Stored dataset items
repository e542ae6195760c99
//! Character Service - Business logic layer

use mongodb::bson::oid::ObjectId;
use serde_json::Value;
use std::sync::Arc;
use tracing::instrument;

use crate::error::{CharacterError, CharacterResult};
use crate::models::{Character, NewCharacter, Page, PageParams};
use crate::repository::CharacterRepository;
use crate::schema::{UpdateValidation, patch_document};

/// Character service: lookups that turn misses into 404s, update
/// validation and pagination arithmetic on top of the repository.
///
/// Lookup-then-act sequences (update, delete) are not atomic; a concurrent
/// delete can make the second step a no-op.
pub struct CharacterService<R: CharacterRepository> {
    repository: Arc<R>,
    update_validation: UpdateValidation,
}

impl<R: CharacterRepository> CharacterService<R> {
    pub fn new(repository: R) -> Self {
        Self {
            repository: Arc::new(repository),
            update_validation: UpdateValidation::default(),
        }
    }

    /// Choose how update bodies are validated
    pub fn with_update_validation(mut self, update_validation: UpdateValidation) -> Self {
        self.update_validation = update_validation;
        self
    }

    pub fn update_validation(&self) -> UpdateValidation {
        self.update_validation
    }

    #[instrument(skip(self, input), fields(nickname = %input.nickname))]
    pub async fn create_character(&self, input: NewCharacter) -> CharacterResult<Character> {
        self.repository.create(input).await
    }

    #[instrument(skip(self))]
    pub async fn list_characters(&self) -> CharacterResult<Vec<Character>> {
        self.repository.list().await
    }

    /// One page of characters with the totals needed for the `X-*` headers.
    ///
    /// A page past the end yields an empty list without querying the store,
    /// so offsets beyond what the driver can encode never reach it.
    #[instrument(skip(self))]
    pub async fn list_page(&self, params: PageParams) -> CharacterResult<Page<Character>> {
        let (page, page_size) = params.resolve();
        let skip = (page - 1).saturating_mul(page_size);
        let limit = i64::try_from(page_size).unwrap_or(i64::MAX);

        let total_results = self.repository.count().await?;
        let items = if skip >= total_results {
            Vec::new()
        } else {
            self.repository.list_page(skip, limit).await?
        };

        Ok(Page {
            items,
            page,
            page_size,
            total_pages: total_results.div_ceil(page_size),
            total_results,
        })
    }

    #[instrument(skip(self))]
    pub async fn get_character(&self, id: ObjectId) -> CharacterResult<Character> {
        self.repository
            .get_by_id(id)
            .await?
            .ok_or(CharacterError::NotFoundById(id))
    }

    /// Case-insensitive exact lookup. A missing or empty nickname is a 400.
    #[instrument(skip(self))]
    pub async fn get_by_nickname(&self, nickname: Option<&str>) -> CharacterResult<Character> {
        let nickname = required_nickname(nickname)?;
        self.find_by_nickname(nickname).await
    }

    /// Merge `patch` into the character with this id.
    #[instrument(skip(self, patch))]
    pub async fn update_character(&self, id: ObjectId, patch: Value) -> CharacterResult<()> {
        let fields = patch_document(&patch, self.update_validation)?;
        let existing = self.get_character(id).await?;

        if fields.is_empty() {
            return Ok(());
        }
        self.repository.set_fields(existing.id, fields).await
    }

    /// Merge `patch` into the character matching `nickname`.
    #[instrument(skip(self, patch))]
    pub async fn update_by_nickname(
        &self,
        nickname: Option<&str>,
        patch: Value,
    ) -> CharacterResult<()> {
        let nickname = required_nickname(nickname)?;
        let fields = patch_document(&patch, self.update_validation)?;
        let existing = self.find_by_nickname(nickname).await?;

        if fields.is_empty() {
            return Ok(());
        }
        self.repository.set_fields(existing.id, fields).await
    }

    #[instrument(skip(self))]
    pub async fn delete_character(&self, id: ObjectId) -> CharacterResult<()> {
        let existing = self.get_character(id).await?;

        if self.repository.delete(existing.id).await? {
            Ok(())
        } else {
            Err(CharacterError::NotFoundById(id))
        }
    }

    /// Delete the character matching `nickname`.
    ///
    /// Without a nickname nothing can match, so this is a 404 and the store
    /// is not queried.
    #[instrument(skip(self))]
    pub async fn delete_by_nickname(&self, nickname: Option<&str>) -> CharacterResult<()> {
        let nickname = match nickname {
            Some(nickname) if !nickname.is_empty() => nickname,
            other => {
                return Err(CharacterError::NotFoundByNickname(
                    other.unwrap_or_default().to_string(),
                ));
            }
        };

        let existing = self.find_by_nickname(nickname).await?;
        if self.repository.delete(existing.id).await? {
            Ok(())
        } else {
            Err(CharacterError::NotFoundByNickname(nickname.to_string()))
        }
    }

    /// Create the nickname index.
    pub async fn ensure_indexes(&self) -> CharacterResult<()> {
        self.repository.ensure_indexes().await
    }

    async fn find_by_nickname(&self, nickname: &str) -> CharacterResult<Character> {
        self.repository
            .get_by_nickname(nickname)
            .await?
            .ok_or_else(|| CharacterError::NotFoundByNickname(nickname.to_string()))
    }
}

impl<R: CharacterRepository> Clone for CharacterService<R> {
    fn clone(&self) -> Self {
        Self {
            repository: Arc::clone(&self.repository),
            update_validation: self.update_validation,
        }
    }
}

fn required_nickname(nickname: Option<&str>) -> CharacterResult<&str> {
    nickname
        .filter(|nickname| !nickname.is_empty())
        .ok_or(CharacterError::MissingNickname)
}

---

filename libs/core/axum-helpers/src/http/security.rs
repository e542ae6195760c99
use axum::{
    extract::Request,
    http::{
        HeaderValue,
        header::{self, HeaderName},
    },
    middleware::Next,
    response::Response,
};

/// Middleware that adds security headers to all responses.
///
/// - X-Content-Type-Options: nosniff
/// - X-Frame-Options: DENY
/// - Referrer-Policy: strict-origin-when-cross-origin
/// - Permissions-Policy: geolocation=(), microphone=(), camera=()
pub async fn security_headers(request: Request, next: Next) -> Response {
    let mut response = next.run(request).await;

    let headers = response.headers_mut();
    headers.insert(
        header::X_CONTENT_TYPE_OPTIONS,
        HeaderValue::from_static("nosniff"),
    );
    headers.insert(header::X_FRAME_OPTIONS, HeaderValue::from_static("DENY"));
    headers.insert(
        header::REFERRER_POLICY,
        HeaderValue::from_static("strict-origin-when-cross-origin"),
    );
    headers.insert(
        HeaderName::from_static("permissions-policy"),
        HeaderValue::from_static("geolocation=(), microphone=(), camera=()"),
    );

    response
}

_Problem to solve_: Report the count of lines in the entries that contain "CharacterService". Nothing else should be given.

_Written answer_: 3